1

Step 1: Reading entire data into a single column and convert into ArrayType

input_file = "../data/datafile.csv"
initial_df = sqlContext.read.format("csv").csv(input_file)
initial_df.show(n=100, truncate=False)

Output Result:

+------------------------------------------------------------------------+
|_c0                                                                     |
+------------------------------------------------------------------------+
|ABC:"MobileData"|XYZ:"TableData"|ZXC:"MacData"|MNB:""                   |
|ABC:"value1"    |XYZ:"value2"   |ZXC:"value3" |MNB:"value4"             |
|ABC: "valueA"   |XYZ:"ValueB"   |ZXC:"valueC" |MNB:"valueD"|POI:"valueE"|
|ABC:"value11"    |XYZ:"value12"   |ZXC:"value13" |MNB:"value14"         |
|ABC:"value1A"    |XYZ:"value2A"   |ZXC:"value3A"                        |
+------------------------------------------------------------------------+

Step 2: Converting StringType to ArrayType.

inter_df = initial_df.withColumn("array", F.split(initial_df['_c0'], '\|'))
inter_df.show(n=100, truncate=False)

+------------------------------------------------------------------------+------------------------------------------------------------------------------+
|_c0                                                                     |array                                                                         |
+------------------------------------------------------------------------+------------------------------------------------------------------------------+
|ABC:"MobileData"|XYZ:"TableData"|ZXC:"MacData"|MNB:""               |[ABC:"MobileData", XYZ:"TableData", ZXC:"MacData", MNB:""]                |
|ABC:"value1"    |XYZ:"value2"   |ZXC:"value3" |MNB:"value4"             |[ABC:"value1"    , XYZ:"value2"   , ZXC:"value3" , MNB:"value4"]              |
|ABC: "valueA"   |XYZ:"ValueB"   |ZXC:"valueC" |MNB:"valueD"|POI:"valueE"|[ABC: "valueA"   , XYZ:"ValueB"   , ZXC:"valueC" , MNB:"valueD", POI:"valueE"]|
|ABC:"value11"    |XYZ:"value12"   |ZXC:"value13" |MNB:"value14"         |[ABC:"value11"    , XYZ:"value12"   , ZXC:"value13" , MNB:"value14"]          |
|ABC:"value1A"    |XYZ:"value2A"   |ZXC:"value3A"                        |[ABC:"value1A"    , XYZ:"value2A"   , ZXC:"value3A"]                          |
+------------------------------------------------------------------------+------------------------------------------------------------------------------+

Step 3: Converting ArrayType to Dictionary Type so based on key am going to take the Respective key Values.

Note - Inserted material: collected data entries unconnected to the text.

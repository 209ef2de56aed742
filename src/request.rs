//! Download request parsing and validation

use crate::error::{Error, Result};
use crate::format::{FormatSpec, Quality};
use serde::{Deserialize, Serialize};
use utoipa::ToSchema;

/// JSON body accepted by `POST /api/download`
#[derive(Debug, Deserialize, Serialize, ToSchema)]
pub struct RawDownloadRequest {
    /// Source URL handed to the extraction tool
    #[serde(default)]
    pub url: Option<String>,

    /// Quality tier: "1080p", "720p", "480p"; anything else means best
    #[serde(default)]
    pub quality: Option<String>,
}

/// A validated download request
#[derive(Debug, Clone, PartialEq, Eq)]
pub struct DownloadRequest {
    url: String,
    quality: String,
}

impl DownloadRequest {
    /// Build a request directly, applying the same `url` rule as [`from_body`](Self::from_body)
    pub fn new(url: impl Into<String>, quality: impl Into<String>) -> Result<Self> {
        let url = url.into();
        if url.trim().is_empty() {
            return Err(Error::MalformedInput("missing 'url' field".into()));
        }
        Ok(Self {
            url,
            quality: quality.into(),
        })
    }

    /// Parse and validate a raw request body
    ///
    /// Fails with [`Error::MalformedInput`] when the body is not a JSON object
    /// of the expected shape or `url` is absent/empty. `quality` defaults to "".
    pub fn from_body(body: &[u8]) -> Result<Self> {
        let value: serde_json::Value = serde_json::from_slice(body)
            .map_err(|e| Error::MalformedInput(format!("invalid JSON: {e}")))?;
        // serde would also accept a positional array for the struct
        if !value.is_object() {
            return Err(Error::MalformedInput(
                "request body must be a JSON object".into(),
            ));
        }
        let raw: RawDownloadRequest = serde_json::from_value(value)
            .map_err(|e| Error::MalformedInput(format!("invalid request body: {e}")))?;

        Self::new(raw.url.unwrap_or_default(), raw.quality.unwrap_or_default())
    }

    /// Source URL
    pub fn url(&self) -> &str {
        &self.url
    }

    /// Quality label exactly as the client sent it
    pub fn quality(&self) -> &str {
        &self.quality
    }

    /// Resolved quality tier
    pub fn tier(&self) -> Quality {
        Quality::from_label(&self.quality)
    }

    /// yt-dlp format expression for this request
    pub fn format_spec(&self) -> FormatSpec {
        self.tier().format_spec()
    }
}
//! HTTP API server module
//!
//! Exposes the download endpoint plus a few system routes, documented with an
//! OpenAPI 3 spec.

use crate::orchestrator::Orchestrator;
use crate::{Config, Result};
use axum::{
    Router,
    http::{Method, header},
    middleware,
    routing::{get, post},
};
use std::future::Future;
use std::sync::Arc;
use tokio::net::TcpListener;
use tower_http::cors::{Any, CorsLayer};
use tower_http::services::ServeDir;
use tower_http::trace::TraceLayer;

pub mod error_response;
pub mod openapi;
pub mod routes;
pub mod state;

pub use openapi::ApiDoc;
pub use state::AppState;

/// Path of the download endpoint
pub const DOWNLOAD_PATH: &str = "/api/download";

/// Create the API router with all route definitions
///
/// # Routes
///
/// ## Download
/// - `POST /api/download` - Fetch media and stream it back as an attachment
/// - `OPTIONS /api/download` - CORS preflight
/// - any other method on `/api/download` - 405
///
/// Every response on `/api/download` carries the CORS headers.
///
/// ## Files
/// - `GET /downloads/*` - Previously extracted files (if enabled)
///
/// ## System
/// - `GET /health` - Health check
/// - `GET /capabilities` - Extractor and output configuration
/// - `GET /openapi.json` - OpenAPI specification
pub fn create_router(orchestrator: Arc<Orchestrator>, config: Arc<Config>) -> Router {
    let downloads_root = orchestrator.output().path().to_path_buf();
    let state = AppState::new(orchestrator, config.clone());

    // The download endpoint always answers with its own fixed CORS headers,
    // so it stays outside the CorsLayer (which would swallow OPTIONS).
    let download = Router::new().route(
        DOWNLOAD_PATH,
        post(routes::download)
            .options(routes::preflight)
            .fallback(routes::method_not_allowed)
            .layer(middleware::map_response(routes::cors_headers)),
    );

    let system = Router::new()
        .route("/health", get(routes::health_check))
        .route("/capabilities", get(routes::get_capabilities))
        .route("/openapi.json", get(routes::openapi_spec));

    let system = if config.server.serve_downloads {
        system.nest_service("/downloads", ServeDir::new(downloads_root))
    } else {
        system
    };

    let system = if config.server.cors_enabled {
        system.layer(build_cors_layer())
    } else {
        system
    };

    download
        .merge(system)
        .with_state(state)
        .layer(TraceLayer::new_for_http())
}

/// CORS policy for browser clients: any origin, POST/OPTIONS, `Content-Type`
fn build_cors_layer() -> CorsLayer {
    CorsLayer::new()
        .allow_origin(Any)
        .allow_methods([Method::POST, Method::OPTIONS])
        .allow_headers([header::CONTENT_TYPE])
}

/// Start the API server on the configured bind address.
///
/// Runs until `shutdown` resolves, then stops accepting connections and
/// waits for in-flight requests to finish.
///
/// # Errors
///
/// Returns [`crate::Error::Io`] if the address cannot be bound and
/// [`crate::Error::ApiServerError`] if serving fails.
///
/// # Example
///
/// ```no_run
/// use media_dl::{Config, CliExtractor, Orchestrator, OutputDirectory};
/// use std::sync::Arc;
///
/// # async fn example() -> Result<(), Box<dyn std::error::Error>> {
/// let config = Arc::new(Config::default());
/// let output = OutputDirectory::create(&config.output.download_dir)?;
/// let extractor = Arc::new(CliExtractor::from_config(&config.extractor));
/// let orchestrator = Arc::new(Orchestrator::new(extractor, output, &config.output));
///
/// media_dl::api::start_api_server(orchestrator, config, async {
///     let _ = tokio::signal::ctrl_c().await;
/// })
/// .await?;
/// # Ok(())
/// # }
/// ```
pub async fn start_api_server<F>(
    orchestrator: Arc<Orchestrator>,
    config: Arc<Config>,
    shutdown: F,
) -> Result<()>
where
    F: Future<Output = ()> + Send + 'static,
{
    let bind_address = config.server.bind_address();

    tracing::info!(address = %bind_address, "Starting API server");

    let app = create_router(orchestrator, config);

    let listener = TcpListener::bind(bind_address)
        .await
        .map_err(crate::error::Error::Io)?;

    tracing::info!(address = %bind_address, "API server listening");

    axum::serve(listener, app)
        .with_graceful_shutdown(shutdown)
        .await
        .map_err(|e| crate::error::Error::ApiServerError(e.to_string()))?;

    tracing::info!("API server stopped");
    Ok(())
}

// unwrap/expect are acceptable in tests for concise failure-on-error assertions
#[allow(clippy::unwrap_used, clippy::expect_used)]
#[cfg(test)]
mod tests;
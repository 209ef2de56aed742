//! Output directory handling and artifact discovery
//!
//! The extraction tool names its output itself (from the media title), so
//! the produced file is located after the fact: the regular file with the
//! most recent modification time in the directory the tool wrote into.

use crate::config::SettleConfig;
use crate::error::{Error, Result};
use std::path::{Path, PathBuf};
use std::time::{Instant, SystemTime};

/// Root directory extraction output is written to
///
/// Created once at startup and passed explicitly to everything that reads
/// or writes artifacts.
#[derive(Debug, Clone)]
pub struct OutputDirectory {
    root: PathBuf,
}

impl OutputDirectory {
    /// Create the directory (and parents) if missing
    ///
    /// # Errors
    ///
    /// Returns [`Error::Io`] if the directory cannot be created, e.g. due to
    /// permissions or a regular file in the way.
    pub fn create(root: impl Into<PathBuf>) -> Result<Self> {
        let root = root.into();
        std::fs::create_dir_all(&root)?;
        tracing::debug!(path = %root.display(), "output directory ready");
        Ok(Self { root })
    }

    /// Directory path
    pub fn path(&self) -> &Path {
        &self.root
    }

    /// Create a scratch subdirectory for a single request
    pub async fn scratch_dir(&self, name: &str) -> Result<PathBuf> {
        let dir = self.root.join(name);
        tokio::fs::create_dir_all(&dir).await?;
        Ok(dir)
    }
}

/// The file selected as the result of an extraction
#[derive(Debug, Clone, PartialEq, Eq)]
pub struct ExtractedArtifact {
    /// Full path to the file
    pub path: PathBuf,
    /// Base file name, used for `Content-Disposition`
    pub file_name: String,
    /// Size in bytes at discovery time
    pub size: u64,
    /// Modification time at discovery time
    pub modified: SystemTime,
}

/// Find the most recently modified regular file directly inside `dir`
///
/// Subdirectories are ignored and entries whose metadata cannot be read are
/// skipped. Equal modification times are broken by file name, the
/// lexicographically greatest name winning.
///
/// # Errors
///
/// Returns [`Error::ArtifactNotFound`] if the directory cannot be read or
/// contains no regular file.
pub async fn find_newest_file(dir: &Path) -> Result<ExtractedArtifact> {
    let mut entries = tokio::fs::read_dir(dir)
        .await
        .map_err(|e| Error::ArtifactNotFound {
            dir: dir.to_path_buf(),
            reason: format!("failed to read directory: {e}"),
        })?;

    let mut newest: Option<ExtractedArtifact> = None;

    loop {
        let entry = match entries.next_entry().await {
            Ok(Some(entry)) => entry,
            Ok(None) => break,
            Err(e) => {
                return Err(Error::ArtifactNotFound {
                    dir: dir.to_path_buf(),
                    reason: format!("failed to read directory entry: {e}"),
                });
            }
        };

        let metadata = match entry.metadata().await {
            Ok(m) => m,
            Err(e) => {
                tracing::debug!(path = %entry.path().display(), error = %e, "skipping unreadable entry");
                continue;
            }
        };
        if !metadata.is_file() {
            continue;
        }
        let Ok(modified) = metadata.modified() else {
            continue;
        };

        let candidate = ExtractedArtifact {
            path: entry.path(),
            file_name: entry.file_name().to_string_lossy().into_owned(),
            size: metadata.len(),
            modified,
        };

        let replace = match &newest {
            None => true,
            Some(current) => {
                (candidate.modified, &candidate.file_name) > (current.modified, &current.file_name)
            }
        };
        if replace {
            newest = Some(candidate);
        }
    }

    newest.ok_or_else(|| Error::ArtifactNotFound {
        dir: dir.to_path_buf(),
        reason: "no file found in directory".to_string(),
    })
}

/// Error for an artifact that was located but can no longer be read
pub(crate) fn artifact_unreadable(path: &Path, err: std::io::Error) -> Error {
    Error::ArtifactNotFound {
        dir: path.parent().unwrap_or(path).to_path_buf(),
        reason: format!("artifact {} is no longer readable: {err}", path.display()),
    }
}

async fn file_size(path: &Path) -> Result<u64> {
    tokio::fs::metadata(path)
        .await
        .map(|m| m.len())
        .map_err(|e| artifact_unreadable(path, e))
}

/// Wait until a file's size stops changing
///
/// Reads the size every `poll_interval` and returns as soon as two
/// consecutive readings agree, or once `max_wait` has elapsed. Returns the
/// last size observed. Hitting the bound is not an error.
///
/// # Errors
///
/// Returns [`Error::ArtifactNotFound`] if the file disappears while waiting.
pub async fn wait_for_stable_size(path: &Path, settle: &SettleConfig) -> Result<u64> {
    let started = Instant::now();
    let mut last = file_size(path).await?;

    loop {
        if started.elapsed() >= settle.max_wait {
            tracing::debug!(path = %path.display(), size = last, "settle bound reached");
            return Ok(last);
        }

        tokio::time::sleep(settle.poll_interval).await;

        let current = file_size(path).await?;
        if current == last {
            return Ok(current);
        }
        tracing::trace!(path = %path.display(), previous = last, current, "artifact still growing");
        last = current;
    }
}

Here am using UDF for converting ArrayType to MapType. For this conversion, it's taking a huge time. (Currently am running code with 300GB file, for processing its taking 3Hour time ) I want to reduce consuming time. Can anyone help me with this please*

def create_dict(input_string):
    result_list = {}
    for ele in input_string:
        internal_ele = ele.strip()
        internal_ele = internal_ele.split(":")
        internal_ele = [ele.strip() for ele in internal_ele]
        result_list[internal_ele[0]] = internal_ele[1].replace('"', "")
    return result_list

create_dict_udf = F.udf(create_dict, MapType(keyType=StringType(), valueType=StringType()))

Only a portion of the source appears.